[Data provided]
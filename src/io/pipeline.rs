//! Forward-only decoder pipelines and the origins they are rebuilt from.

use std::fs::File;
use std::io::{self, BufReader, Read, Seek, SeekFrom};
use std::path::{Path, PathBuf};
use std::sync::Arc;

use bzip2::read::MultiBzDecoder;
use flate2::read::{DeflateDecoder, MultiGzDecoder};

use super::http::UrlSource;
use super::local::LocalFileReader;
use super::HandleKind;
use crate::error::{Error, Result};
use crate::zip::{CompressionMethod, ZipFileEntry, ZipParser, resolve_entry};

/// Compressed container formats recognized by name and magic bytes.
#[derive(Debug, Clone, Copy, PartialEq, Eq)]
pub enum Format {
    Gzip,
    Bzip2,
    Zip,
}

impl Format {
    pub fn name(self) -> &'static str {
        match self {
            Format::Gzip => "gzip",
            Format::Bzip2 => "bzip2",
            Format::Zip => "zip",
        }
    }

    fn extension(self) -> &'static str {
        match self {
            Format::Gzip => ".gz",
            Format::Bzip2 => ".bz2",
            Format::Zip => ".zip",
        }
    }

    /// Guess the format from a resource name's extension.
    pub fn from_name(id: &str) -> Option<Self> {
        let lower = id.to_lowercase();
        [Format::Zip, Format::Gzip, Format::Bzip2]
            .into_iter()
            .find(|f| lower.ends_with(f.extension()))
    }

    /// Whether the first two bytes of a resource carry this format's magic.
    pub fn magic_matches(self, head: &[u8]) -> bool {
        if head.len() < 2 {
            return false;
        }
        match self {
            Format::Gzip => u16::from_le_bytes([head[0], head[1]]) == 0x8b1f,
            Format::Bzip2 => &head[..2] == b"BZ",
            Format::Zip => &head[..2] == b"PK",
        }
    }

    /// Extension and magic check done before any decoding.
    pub fn check(self, path: &Path) -> Result<()> {
        let id = path.display().to_string();
        let mismatch = || Error::FormatMismatch {
            id: id.clone(),
            format: self.name(),
        };
        if Format::from_name(&id) != Some(self) {
            return Err(mismatch());
        }
        let mut head = [0u8; 2];
        let n = File::open(path)?.read(&mut head)?;
        if !self.magic_matches(&head[..n]) {
            return Err(mismatch());
        }
        Ok(())
    }

    pub fn kind(self) -> HandleKind {
        match self {
            Format::Gzip => HandleKind::Gzip,
            Format::Bzip2 => HandleKind::Bzip2,
            Format::Zip => HandleKind::Zip,
        }
    }
}

/// Where a forward-only store decodes its bytes from. Every restart
/// rebuilds the pipeline from here.
#[derive(Clone)]
pub enum Origin {
    Gzip(PathBuf),
    Bzip2(PathBuf),
    Zip {
        path: PathBuf,
        entry: ZipFileEntry,
        data_offset: u64,
    },
    Url(Arc<UrlSource>),
}

impl Origin {
    pub fn gzip(path: impl AsRef<Path>) -> Result<Self> {
        let path = path.as_ref();
        Format::Gzip.check(path)?;
        Ok(Origin::Gzip(path.to_path_buf()))
    }

    pub fn bzip2(path: impl AsRef<Path>) -> Result<Self> {
        let path = path.as_ref();
        Format::Bzip2.check(path)?;
        Ok(Origin::Bzip2(path.to_path_buf()))
    }

    /// A member of a zip archive, chosen by [`resolve_entry`].
    pub fn zip(path: impl AsRef<Path>, wanted: Option<&str>) -> Result<Self> {
        let path = path.as_ref();
        Format::Zip.check(path)?;
        let parser = ZipParser::new(LocalFileReader::new(path)?);
        let entries = parser.list_files()?;
        let entry = resolve_entry(path, &entries, wanted)?.clone();
        if let CompressionMethod::Unknown(method) = entry.compression_method {
            return Err(Error::InvalidZip(format!(
                "{}: unsupported compression method {method}",
                entry.file_name
            )));
        }
        let data_offset = parser.data_offset(&entry)?;
        log::debug!("{} resolved to entry {}", path.display(), entry.file_name);
        Ok(Origin::Zip {
            path: path.to_path_buf(),
            entry,
            data_offset,
        })
    }

    pub fn url(url: &str) -> Result<Self> {
        Ok(Origin::Url(Arc::new(UrlSource::new(url.to_string())?)))
    }

    pub fn kind(&self) -> HandleKind {
        match self {
            Origin::Gzip(_) => HandleKind::Gzip,
            Origin::Bzip2(_) => HandleKind::Bzip2,
            Origin::Zip { .. } => HandleKind::Zip,
            Origin::Url(_) => HandleKind::Url,
        }
    }

    pub fn describe(&self) -> String {
        match self {
            Origin::Gzip(p) | Origin::Bzip2(p) => p.display().to_string(),
            Origin::Zip { path, entry, .. } => format!("{}!{}", path.display(), entry.file_name),
            Origin::Url(u) => u.url().to_string(),
        }
    }

    /// Decoded length when the container records it.
    pub fn known_length(&self) -> Option<u64> {
        match self {
            Origin::Zip { entry, .. } => Some(entry.uncompressed_size),
            Origin::Url(u) => u.length(),
            Origin::Gzip(_) | Origin::Bzip2(_) => None,
        }
    }

    /// Decoded length, decoding the whole stream once if nothing records it.
    pub fn measure(&self) -> Result<u64> {
        if let Some(len) = self.known_length() {
            return Ok(len);
        }
        let mut pipeline = self.open_at(0)?;
        let len = io::copy(&mut pipeline.reader, &mut io::sink())?;
        log::trace!("measured {} at {len} bytes", self.describe());
        Ok(len)
    }

    /// Build a fresh pipeline positioned at `offset`.
    pub(crate) fn open_at(&self, offset: u64) -> Result<Pipeline> {
        let (reader, start): (Box<dyn Read + Send>, u64) = match self {
            Origin::Gzip(path) => (
                Box::new(MultiGzDecoder::new(BufReader::new(File::open(path)?))),
                0,
            ),
            Origin::Bzip2(path) => (
                Box::new(MultiBzDecoder::new(BufReader::new(File::open(path)?))),
                0,
            ),
            Origin::Zip {
                path,
                entry,
                data_offset,
            } => {
                let mut file = File::open(path)?;
                file.seek(SeekFrom::Start(*data_offset))?;
                let raw = BufReader::new(file).take(entry.compressed_size);
                let reader: Box<dyn Read + Send> = match entry.compression_method {
                    CompressionMethod::Deflate => Box::new(DeflateDecoder::new(raw)),
                    _ => Box::new(raw),
                };
                (reader, 0)
            }
            Origin::Url(source) => {
                let (resp, start) = source.open(offset)?;
                (Box::new(resp) as Box<dyn Read + Send>, start)
            }
        };
        let mut pipeline = Pipeline {
            reader,
            position: start,
        };
        if offset > start {
            pipeline.skip(offset - start)?;
        }
        Ok(pipeline)
    }
}

/// A decoder that only moves forward.
pub(crate) struct Pipeline {
    reader: Box<dyn Read + Send>,
    position: u64,
}

impl Pipeline {
    pub(crate) fn position(&self) -> u64 {
        self.position
    }

    /// Discard up to `n` decoded bytes, returning how many were available.
    pub(crate) fn skip(&mut self, n: u64) -> Result<u64> {
        let skipped = io::copy(&mut (&mut self.reader).take(n), &mut io::sink())?;
        self.position += skipped;
        Ok(skipped)
    }

    /// Read until `buf` is full or the stream ends.
    pub(crate) fn read(&mut self, buf: &mut [u8]) -> Result<usize> {
        let mut filled = 0;
        while filled < buf.len() {
            match self.reader.read(&mut buf[filled..]) {
                Ok(0) => break,
                Ok(n) => filled += n,
                Err(e) if e.kind() == io::ErrorKind::Interrupted => continue,
                Err(e) => return Err(e.into()),
            }
        }
        self.position += filled as u64;
        Ok(filled)
    }
}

[What you should do] Output the first line of the entries above and every line after it, exactly as written, ending with the line that contains "resource name's extension.".

[Solution to the problem]
filename src/io/pipeline.rs
//! Forward-only decoder pipelines and the origins they are rebuilt from.

use std::fs::File;
use std::io::{self, BufReader, Read, Seek, SeekFrom};
use std::path::{Path, PathBuf};
use std::sync::Arc;

use bzip2::read::MultiBzDecoder;
use flate2::read::{DeflateDecoder, MultiGzDecoder};

use super::http::UrlSource;
use super::local::LocalFileReader;
use super::HandleKind;
use crate::error::{Error, Result};
use crate::zip::{CompressionMethod, ZipFileEntry, ZipParser, resolve_entry};

/// Compressed container formats recognized by name and magic bytes.
#[derive(Debug, Clone, Copy, PartialEq, Eq)]
pub enum Format {
    Gzip,
    Bzip2,
    Zip,
}

impl Format {
    pub fn name(self) -> &'static str {
        match self {
            Format::Gzip => "gzip",
            Format::Bzip2 => "bzip2",
            Format::Zip => "zip",
        }
    }

    fn extension(self) -> &'static str {
        match self {
            Format::Gzip => ".gz",
            Format::Bzip2 => ".bz2",
            Format::Zip => ".zip",
        }
    }

    /// Guess the format from a resource name's extension.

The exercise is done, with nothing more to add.